Bridget, your poor husband. Will be praying for him.


----------



## IzzysBellasMom (Jan 16, 2013)

So sorry to hear Bridgette. Praying for a good and fast recovery for your DH. Just curious, was he on a team for fun, or was that his job??

We had a worker play on a baseball team for fun about 3 years ago and tore his Achilles tendon, he was out from work for the 6 weeks, but the dr determined he couldn't come back to hauling beer all day, so he had to find other work.


----------



## ladodd (Jan 8, 2012)

Bridget, that stinks really bad! Especially doing something he loves to get hurt that badly. Hoping he heals quickly and with no long term issues.


----------



## donnad (Aug 22, 2006)

Praying he has a speedy recovery. I myself have shattered my ankle and broke my foot twice...it's not fun and very painful.


----------



## Maglily (Feb 3, 2009)

that sounds nasty. I'm sorry he has such a rough start to the year, but hoping it heals quickly.


----------



## Summergirl73 (Sep 18, 2011)

Thanks everyone. His pain is managed right now (with lots of meds), but we are hoping to keep the meds to a "safe" level since they can be so addictive. Unfortunately it appears that something is wrong at the site and we are waiting to hear back from the surgeons office. He is having a lot of bleeding when he stands up (even though that foot doesn't touch the ground) so maybe a suture or something has come loose. 

Christy ~ Hockey is his favorite hobby and he's been playing for about 15 years. He was actually planning to take off next season since his body was starting to ache a bit more and he thought it needed a rest. There were only 2 games left of this season.  He is an environmental chemist by occupation. With any luck he will go back to work on his 42nd birthday - January 20th. He is the lab manager so thankfully he can do most of his job from his desk, but he will have to use a scooter to get around the labs (since it's a large building).


----------



## eiksaa (Jun 8, 2012)

So sorry, Bridget. That sounds very painful. 
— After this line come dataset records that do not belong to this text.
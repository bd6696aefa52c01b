//! Superficie HTTP (axum).
//!
//! Rutas:
//! - `GET /` y `GET /health`: sondas.
//! - `POST|GET /molecules/`, `GET|PUT|DELETE /molecules/:id`: CRUD.
//! - `POST /molecules/search/start`, `GET /molecules/search/results/:task_id`:
//!   búsquedas asíncronas por subestructura.

pub mod error;
pub mod molecules;

use axum::extract::State;
use axum::routing::{get, post};
use axum::{Json, Router};
use serde_json::{json, Value};
use tokio::net::TcpListener;

use crate::state::AppState;

pub fn router(state: AppState) -> Router {
    Router::new().route("/", get(root))
                 .route("/health", get(health))
                 .route("/molecules/", post(molecules::create).get(molecules::list))
                 .route("/molecules/search/start", post(molecules::start_search))
                 .route("/molecules/search/results/:task_id", get(molecules::search_result))
                 .route("/molecules/:id",
                        get(molecules::get).put(molecules::update).delete(molecules::delete))
                 .with_state(state)
}

/// Sirve el router hasta que `shutdown` se resuelva.
pub async fn serve<F>(listener: TcpListener, state: AppState, shutdown: F) -> Result<(), std::io::Error>
    where F: std::future::Future<Output = ()> + Send + 'static
{
    axum::serve(listener, router(state)).with_graceful_shutdown(shutdown).await
}

async fn root(State(state): State<AppState>) -> Json<Value> {
    Json(json!({ "status": "ok", "server_id": &*state.server_id }))
}

async fn health() -> Json<Value> {
    Json(json!({ "status": "ok" }))
}
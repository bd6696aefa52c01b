//! Inicialización de logging con `fern` sobre la fachada `log`.
//!
//! Formato: `<rfc3339> - <target> - <LEVEL> - <mensaje>`, a stdout y, si se
//! indica, también a un archivo en modo append.

use std::env;
use std::str::FromStr;

use log::LevelFilter;

use crate::redis_cache::InfraError;

#[derive(Debug, Clone, PartialEq, Eq)]
pub struct LogConfig {
    pub level: LevelFilter,
    pub file: Option<String>,
}

impl Default for LogConfig {
    fn default() -> Self {
        Self { level: LevelFilter::Info, file: None }
    }
}

impl LogConfig {
    /// `LOG_LEVEL` (por defecto `info`) y `LOG_FILE` opcional.
    pub fn from_env() -> Self {
        chem_persistence::init_dotenv();
        Self::from_lookup(|key| env::var(key).ok())
    }

    pub fn from_lookup<F>(lookup: F) -> Self
        where F: Fn(&str) -> Option<String>
    {
        let level = lookup("LOG_LEVEL").and_then(|v| LevelFilter::from_str(v.trim()).ok())
                                       .unwrap_or(LevelFilter::Info);
        let file = lookup("LOG_FILE").filter(|f| !f.trim().is_empty());
        Self { level, file }
    }
}

pub fn base(level: LevelFilter) -> fern::Dispatch {
    fern::Dispatch::new().level(level)
                         .level_for("r2d2", LevelFilter::Warn)
                         .format(|out, message, record| {
                             out.finish(format_args!("{} - {} - {} - {}",
                                                     chrono::Local::now().to_rfc3339(),
                                                     record.target(),
                                                     record.level(),
                                                     message))
                         })
}

/// Instala el logger global. Falla si ya había uno o si no se puede abrir
/// el archivo.
pub fn init(cfg: &LogConfig) -> Result<(), InfraError> {
    let mut dispatch = base(cfg.level).chain(std::io::stdout());
    if let Some(path) = &cfg.file {
        let file = fern::log_file(path).map_err(|e| InfraError::Config(format!("LOG_FILE {path}: {e}")))?;
        dispatch = dispatch.chain(file);
    }
    dispatch.apply().map_err(|e| InfraError::Config(format!("logger: {e}")))
}
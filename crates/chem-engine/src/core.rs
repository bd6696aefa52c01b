use std::fmt;

use rdkit::{substruct_match, ROMol, SmilesParserParams, SubstructMatchParameters};

use crate::EngineError;

/// Molécula parseada por RDKit junto con el SMILES de entrada.
pub struct Molecule {
    smiles: String,
    mol: ROMol,
}

impl Molecule {
    /// Parsea y sanitiza (aromaticidad, kekulización, valencias) igual que
    /// `Chem.MolFromSmiles`. Una cadena vacía no es una molécula.
    pub fn from_smiles(smiles: &str) -> Result<Self, EngineError> {
        if smiles.trim().is_empty() {
            return Err(EngineError::parse(smiles, "cadena vacía"));
        }
        // `from_smiles_with_params` también convierte en error el puntero
        // nulo que RDKit devuelve para SMILES sintácticamente inválidos.
        let mol = ROMol::from_smiles_with_params(smiles, &SmilesParserParams::default())
            .map_err(|e| EngineError::parse(smiles, e.to_string()))?;
        Ok(Self { smiles: smiles.to_string(), mol })
    }

    /// SMILES tal como llegó.
    pub fn smiles(&self) -> &str {
        &self.smiles
    }

    /// SMILES canónico de RDKit.
    pub fn canonical_smiles(&self) -> String {
        self.mol.as_smiles()
    }

    /// `true` si `query` aparece como subgrafo de esta molécula.
    pub fn has_substructure(&self, query: &Molecule) -> bool {
        let params = SubstructMatchParameters::default();
        !substruct_match(&self.mol, &query.mol, &params).is_empty()
    }
}

impl fmt::Debug for Molecule {
    fn fmt(&self, f: &mut fmt::Formatter<'_>) -> fmt::Result {
        f.debug_struct("Molecule").field("smiles", &self.smiles).finish()
    }
}
use chem_domain::{MoleculeRecord, MoleculeUpdate, NewMolecule, StoreError};

/// Secuencia perezosa de estructuras en orden ascendente de id.
///
/// Se consume una sola vez y hacia adelante; cada elemento puede fallar por
/// separado (p. ej. al pedir la siguiente página al backend).
pub type StructureStream<'a> = Box<dyn Iterator<Item = Result<String, StoreError>> + Send + 'a>;

/// CRUD sobre la tabla de moléculas, con unicidad sobre la estructura.
///
/// Los límites de paginación (`skip >= 0`, `1 <= limit <= 1000`) se validan en
/// la frontera HTTP; el almacén acepta lo que recibe.
pub trait MoleculeStore: Send + Sync {
    /// Inserta un registro nuevo. Una estructura repetida falla con
    /// `StoreError::Conflict`.
    fn add(&self, new: &NewMolecule) -> Result<MoleculeRecord, StoreError>;

    fn get_by_id(&self, id: i32) -> Result<Option<MoleculeRecord>, StoreError>;

    fn get_by_structure(&self, smiles: &str) -> Result<Option<MoleculeRecord>, StoreError>;

    /// Registros ordenados por id ascendente.
    fn list(&self, skip: i64, limit: i64) -> Result<Vec<MoleculeRecord>, StoreError>;

    /// Todas las estructuras, ascendente por id, sin materializar la tabla.
    fn stream_structures(&self) -> Result<StructureStream<'_>, StoreError>;

    /// Actualización parcial. `Ok(None)` si el id no existe; una
    /// actualización vacía devuelve el registro actual sin escribir.
    fn update(&self, id: i32, changes: &MoleculeUpdate) -> Result<Option<MoleculeRecord>, StoreError>;

    /// `true` sii existía la fila y se borró.
    fn delete(&self, id: i32) -> Result<bool, StoreError>;
}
Sending many healing thoughts your way. 


Sent from Petguide.com Free App


----------



## Maidto2Maltese (Oct 19, 2004)

Oh Bridget... I'm so sorry your hubby had such a serious injury! Will be praying he has a good healing and that it happens in record time!


----------



## IzzysBellasMom (Jan 16, 2013)

Summergirl73 said:


> Thanks everyone. His pain is managed right now (with lots of meds), but we are hoping to keep the meds to a "safe" level since they can be so addictive. Unfortunately it appears that something is wrong at the site and we are waiting to hear back from the surgeons office. He is having a lot of bleeding when he stands up (even though that foot doesn't touch the ground) so maybe a suture or something has come loose.
> 
> Christy ~ Hockey is his favorite hobby and he's been playing for about 15 years. He was actually planning to take off next season since his body was starting to ache a bit more and he thought it needed a rest. There were only 2 games left of this season.  He is an environmental chemist by occupation. With any luck he will go back to work on his 42nd birthday - January 20th. He is the lab manager so thankfully he can do most of his job from his desk, but he will have to use a scooter to get around the labs (since it's a large building).


 
Oh that is so great, although it would be a dream to have a nice athletic husband who played sports for a living, LOL, I am glad he can resume his paying job.


----------



## mdbflorida (Feb 28, 2013)

Oh I am so sorry.


----------



## Matilda's mommy (Jun 1, 2005)

oh Bridget, I am so sorry, I broke my ankle and had to have surgery with a plate and screws:blink: a year later I had surgery to have the plate and screws removed.
it did take me 6 weeks in a cast, and a week to walk like I use to, I have found my ankle swells if I walk a great deal and I can always tell when we are going to have a weather change:blush:
I was 40 when all that happened, I don't know how old your dh is, I will pray for both of you,hopefully he will heal fast


----------



## jane and addison (Nov 1, 2012)

So sorry long road back, I know been there done that. Tell him to keep his chin up better times are ahead. Bella should help him feel better.


----------



## TLR (Nov 13, 2011)

So sorry to hear this. Wishing him a speedy recovery.


----------



## maggie's mommy (Mar 12, 2006)

So sorry to hear this Bridget. Sending prayers and healing thoughts for your husband. It always amazes me how quickly your whole world can change in a matter of seconds. Hope he heals quickly and is back to normal in no time.


----------



## Sylie (Apr 4, 2011)

I'm sorry to hears this. I have always viewed hockey...on ice or rollers...as a dangerous game. Perhaps it is best that he quits that. I hope he feels better and that you are not over-burdened with this sad event.


----------



## Madison's Mom (Dec 26, 2007)

Oh, that's too bad. I hope he heals quickly and doesn't drive you crazy in the process!


----------



## maggieh (Dec 16, 2007)

Oh, Bridget, I'm sorry!


----------



## chicklet and simba (Mar 19, 2013)

I'm so sorry. I hope he recovers soon. I know someone who had pins put in her foot (idk if it's the same) after an injury and although it took a while, she's regained full function of her foot when she was told earlier that it wasn't looking very good. So I hope something like that happens for your DH too. 

I wish our work had scooters... That might be cool. I, too, work in a lab supervisory setting and it's hard to have to go everywhere in heels. 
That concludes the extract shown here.